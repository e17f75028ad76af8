use std::ops::{Add, Mul, Neg, Sub};

use approx::{AbsDiffEq, RelativeEq};

#[derive(Clone, Copy, Debug, Default, PartialEq)]
#[repr(C)]
pub struct Vec2 {
    pub x: f32,
    pub y: f32,
}

impl Vec2 {
    pub const ZERO: Self = Self { x: 0.0, y: 0.0 };
    pub const ONE: Self = Self { x: 1.0, y: 1.0 };
    pub const RIGHT: Self = Self { x: 1.0, y: 0.0 };
    pub const LEFT: Self = Self { x: -1.0, y: 0.0 };
    pub const UP: Self = Self { x: 0.0, y: 1.0 };
    pub const DOWN: Self = Self { x: 0.0, y: -1.0 };

    pub const fn new(x: f32, y: f32) -> Self {
        Self { x, y }
    }

    /// Linear interpolation: `t = 0` yields `self`, `t = 1` yields `other`.
    pub fn lerp(self, other: Self, t: f32) -> Self {
        Self::new(
            (1.0 - t) * self.x + t * other.x,
            (1.0 - t) * self.y + t * other.y,
        )
    }
}

impl Add for Vec2 {
    type Output = Self;

    fn add(self, rhs: Self) -> Self::Output {
        Self::new(self.x + rhs.x, self.y + rhs.y)
    }
}

impl Sub for Vec2 {
    type Output = Self;

    fn sub(self, rhs: Self) -> Self::Output {
        Self::new(self.x - rhs.x, self.y - rhs.y)
    }
}

impl Neg for Vec2 {
    type Output = Self;

    fn neg(self) -> Self::Output {
        Self::new(-self.x, -self.y)
    }
}

impl Mul<f32> for Vec2 {
    type Output = Self;

    fn mul(self, rhs: f32) -> Self::Output {
        Self::new(self.x * rhs, self.y * rhs)
    }
}

impl AbsDiffEq for Vec2 {
    type Epsilon = f32;

    fn default_epsilon() -> f32 {
        f32::EPSILON
    }

    fn abs_diff_eq(&self, other: &Self, epsilon: f32) -> bool {
        self.x.abs_diff_eq(&other.x, epsilon) && self.y.abs_diff_eq(&other.y, epsilon)
    }
}

impl RelativeEq for Vec2 {
    fn default_max_relative() -> f32 {
        f32::EPSILON
    }

    fn relative_eq(&self, other: &Self, epsilon: f32, max_relative: f32) -> bool {
        self.x.relative_eq(&other.x, epsilon, max_relative)
            && self.y.relative_eq(&other.y, epsilon, max_relative)
    }
}
extern "system" fn link_program(program: GLuint) {
    with(|m| {
        record(m, "glLinkProgram");
        let Some(p) = m.programs.get(&program) else {
            return;
        };
        let stages: Vec<MockShader> = p
            .shaders
            .iter()
            .filter_map(|id| m.shaders.get(id).cloned())
            .collect();
        let source_of = |kind| {
            stages
                .iter()
                .filter(|s| s.kind == kind)
                .map(|s| s.source.as_str())
                .collect::<Vec<_>>()
                .join("\n")
        };
        let vertex = source_of(VERTEX_SHADER);
        let fragment = source_of(FRAGMENT_SHADER);

        let mut log = String::new();
        if stages.iter().any(|s| !s.compiled) {
            log.push_str("ERROR: attached shader is not compiled\n");
        }
        let written = declarations(&vertex, "varying");
        for name in declarations(&fragment, "varying") {
            if !written.contains(&name) {
                log.push_str(&format!(
                    "ERROR: fragment varying {name} is not written by the vertex shader\n"
                ));
            }
        }
        let mut uniforms: Vec<String> = Vec::new();
        for name in declarations(&vertex, "uniform")
            .into_iter()
            .chain(declarations(&fragment, "uniform"))
        {
            if !uniforms.iter().any(|u| u == name) {
                uniforms.push(name.to_string());
            }
        }

        if let Some(p) = m.programs.get_mut(&program) {
            p.bindings_at_link = Some(p.bindings.len());
            p.linked = log.is_empty();
            p.log = log;
            p.uniforms = uniforms;
        }
    });
}

extern "system" fn get_program_iv(program: GLuint, pname: GLenum, params: *mut GLint) {
    let value = with(|m| {
        record(m, "glGetProgramiv");
        let p = m.programs.get(&program).cloned().unwrap_or_default();
        match pname {
            LINK_STATUS => GLint::from(p.linked),
            INFO_LOG_LENGTH => log_length(&p.log),
            _ => 0,
        }
    });
    // SAFETY: callers pass a valid out pointer.
    unsafe { *params = value };
}

extern "system" fn get_program_info_log(
    program: GLuint,
    buf_size: GLsizei,
    length: *mut GLsizei,
    log: *mut GLchar,
) {
    let text = with(|m| {
        record(m, "glGetProgramInfoLog");
        m.programs.get(&program).map(|p| p.log.clone()).unwrap_or_default()
    });
    // SAFETY: callers pass a buffer of `buf_size` bytes.
    unsafe { write_log(&text, buf_size, length, log) };
}

extern "system" fn delete_program(program: GLuint) {
    with(|m| {
        record(m, "glDeleteProgram");
        m.deleted_programs.push(program);
    });
}

extern "system" fn use_program(program: GLuint) {
    with(|m| {
        record(m, "glUseProgram");
        m.current_program = program;
    });
}

extern "system" fn vertex_attrib_pointer(
    index: GLuint,
    size: GLint,
    kind: GLenum,
    normalized: GLboolean,
    stride: GLsizei,
    pointer: *const c_void,
) {
    with(|m| {
        record(m, "glVertexAttribPointer");
        m.attrib_pointers.insert(
            index,
            AttribPointer {
                size,
                kind,
                normalized,
                stride,
                pointer: pointer as usize,
            },
        );
    });
}

extern "system" fn enable_vertex_attrib_array(index: GLuint) {
    with(|m| {
        record(m, "glEnableVertexAttribArray");
        m.enabled_attribs.insert(index);
    });
}

extern "system" fn disable_vertex_attrib_array(index: GLuint) {
    with(|m| {
        record(m, "glDisableVertexAttribArray");
        m.enabled_attribs.remove(&index);
    });
}

extern "system" fn get_uniform_location(program: GLuint, name: *const GLchar) -> GLint {
    // SAFETY: callers pass a NUL-terminated uniform name.
    let name = unsafe { c_str(name) };
    with(|m| {
        record(m, "glGetUniformLocation");
        m.programs
            .get(&program)
            .filter(|p| p.linked)
            .and_then(|p| p.uniforms.iter().position(|u| *u == name))
            .map_or(-1, |i| i as GLint)
    })
}

fn set_uniform(m: &mut MockGl, location: GLint, value: UniformValue) {
    if location >= 0 {
        let program = m.current_program;
        m.uniform_values.insert((program, location), value);
    }
}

○ ○ ○ ○ ○

Please write out exactly the lines from the start of the data through the line that contains "fn abs_diff_eq(&self, other: &Self, epsilon: f32)", both ends included, and nothing else.

repository e17f75028ad76af8
use std::ops::{Add, Mul, Neg, Sub};

use approx::{AbsDiffEq, RelativeEq};

#[derive(Clone, Copy, Debug, Default, PartialEq)]
#[repr(C)]
pub struct Vec2 {
    pub x: f32,
    pub y: f32,
}

impl Vec2 {
    pub const ZERO: Self = Self { x: 0.0, y: 0.0 };
    pub const ONE: Self = Self { x: 1.0, y: 1.0 };
    pub const RIGHT: Self = Self { x: 1.0, y: 0.0 };
    pub const LEFT: Self = Self { x: -1.0, y: 0.0 };
    pub const UP: Self = Self { x: 0.0, y: 1.0 };
    pub const DOWN: Self = Self { x: 0.0, y: -1.0 };

    pub const fn new(x: f32, y: f32) -> Self {
        Self { x, y }
    }

    /// Linear interpolation: `t = 0` yields `self`, `t = 1` yields `other`.
    pub fn lerp(self, other: Self, t: f32) -> Self {
        Self::new(
            (1.0 - t) * self.x + t * other.x,
            (1.0 - t) * self.y + t * other.y,
        )
    }
}

impl Add for Vec2 {
    type Output = Self;

    fn add(self, rhs: Self) -> Self::Output {
        Self::new(self.x + rhs.x, self.y + rhs.y)
    }
}

impl Sub for Vec2 {
    type Output = Self;

    fn sub(self, rhs: Self) -> Self::Output {
        Self::new(self.x - rhs.x, self.y - rhs.y)
    }
}

impl Neg for Vec2 {
    type Output = Self;

    fn neg(self) -> Self::Output {
        Self::new(-self.x, -self.y)
    }
}

impl Mul<f32> for Vec2 {
    type Output = Self;

    fn mul(self, rhs: f32) -> Self::Output {
        Self::new(self.x * rhs, self.y * rhs)
    }
}

impl AbsDiffEq for Vec2 {
    type Epsilon = f32;

    fn default_epsilon() -> f32 {
        f32::EPSILON
    }

    fn abs_diff_eq(&self, other: &Self, epsilon: f32) -> bool {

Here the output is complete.